Marnin Wolfe, an assistant professor in quantitative genetics in the Auburn University College of Agriculture’s Crop, Soil, and Environmental Sciences Department, is leading one of the selected proposals that aims to enhance the potential for sustainable, low-input biomass and bioenergy production.
“This award provides us a partnership with JGI experts, covering the sequencing costs — consumables and labor — plus the use of their computational resources to do some of the analytics,” Wolfe said. “The project should take about two to three years to complete.”
The adverse impacts of agriculture and climate change make sustainable and economical bioenergy and food production an urgent need, Wolfe said.

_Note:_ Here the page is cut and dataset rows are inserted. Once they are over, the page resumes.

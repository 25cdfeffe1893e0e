pub mod auth;
pub mod middleware;
pub mod rest;
pub mod session;
pub mod state;

use axum::{
    middleware as axum_middleware,
    routing::{get, post},
    Router,
};
use std::sync::Arc;

use state::AppState;

// Re-export the handlers and middleware to make them easily accessible
// to the binary that will build the web server router.
pub use middleware::resolve_session;
pub use rest::{list_scrapes_handler, scrape_detail_handler, scrape_handler};

/// Builds the API router: all five endpoints behind the session-resolution
/// layer. The binary adds CORS and the Swagger UI on top; integration tests
/// drive this router directly.
pub fn api_router(state: Arc<AppState>) -> Router {
    Router::new()
        .route("/scrape", post(scrape_handler))
        .route("/register", post(auth::register_handler))
        .route("/login", post(auth::login_handler))
        .route("/scrapes/", get(list_scrapes_handler))
        .route("/scrapes/{id}/", get(scrape_detail_handler))
        .layer(axum_middleware::from_fn_with_state(
            state.clone(),
            resolve_session,
        ))
        .with_state(state)
}
pub mod db;
pub mod enrich_llm;
pub mod fetch;

pub use db::DbAdapter;
pub use enrich_llm::OpenAiEnrichmentAdapter;
pub use fetch::HttpFetchAdapter;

“In our project, we are developing genomic resources for clovers, genus Trifolium, one of the most important and broadly adapted legume genera,” he said. “Legumes offer a way to reduce fertilizer inputs because of their ability to biologically fix atmospheric nitrogen.”
By bringing clover genomics up-to-par with bioenergy grasses, Auburn researchers seek a route forward for breeders and geneticists to develop bioenergy intercrops that produce more with less environmental input and expense.
“Biomass production using grass monoculture is insufficient for the next generation of biofuels”, Wolfe said.
“Intercropping — growing two or more species in the same place and/or time — has many benefits including over-yielding, the ability to produce more biomass than monoculture, and improved resiliency to stress,” Wolfe said.
“Intercropping with nitrogen-fixing legumes has the added benefit of reducing fertilization needs,” he said. “Several studies show this is true for bioenergy production systems. Genomics-enabled breeding is needed to develop legume intercrops, compatible with bioenergy grasses and oilseeds.
Researchers will sequence new genomes, elucidate evolutionary relationships and enable genomics-enabled breeding for four main clover species: Crimson, Kura, Red and Subterranean.
“These species will see big advances as we develop pan-genomes for each, and many wild Trifolium spp. also will get sequenced,” Wolfe said.
The “Community Science Program” project is thanks to a globe-spanning team of researchers, including those at the University of Florida, Cornell University, USDA-ARS, The Land Institute, Hudson Alpha Institute, the Australian Pasture Gene Bank and the Margot Forde Forage Germplasm Centre in New Zealand.
The CSP Annual Call is focused on large-scale genomic science projects relevant to the DOE’s Office of Biological and Environmental Research missions in: sustainable biofuel and bioproducts production, global carbon and nutrient cycling, and biogeochemistry.
“We’re very excited to start working with this years’ crop of CSP recipients, over half of which are first-time PIs on a JGI proposal,” said Tanja Woyke, JGI’s deputy of user programs. “The proposed research by these PIs will address a broad diversity of important scientific questions relevant to the DOE mission, and we look forward to facilitating their success. “
This year’s annual CSP call had five areas of emphasis: genes to function; plant and algal functional genomics; inter-organismal interactions; understanding natural communities important for carbon storage, nutrient cycling, and climate change; and biofuels, biomaterials and bioproducts.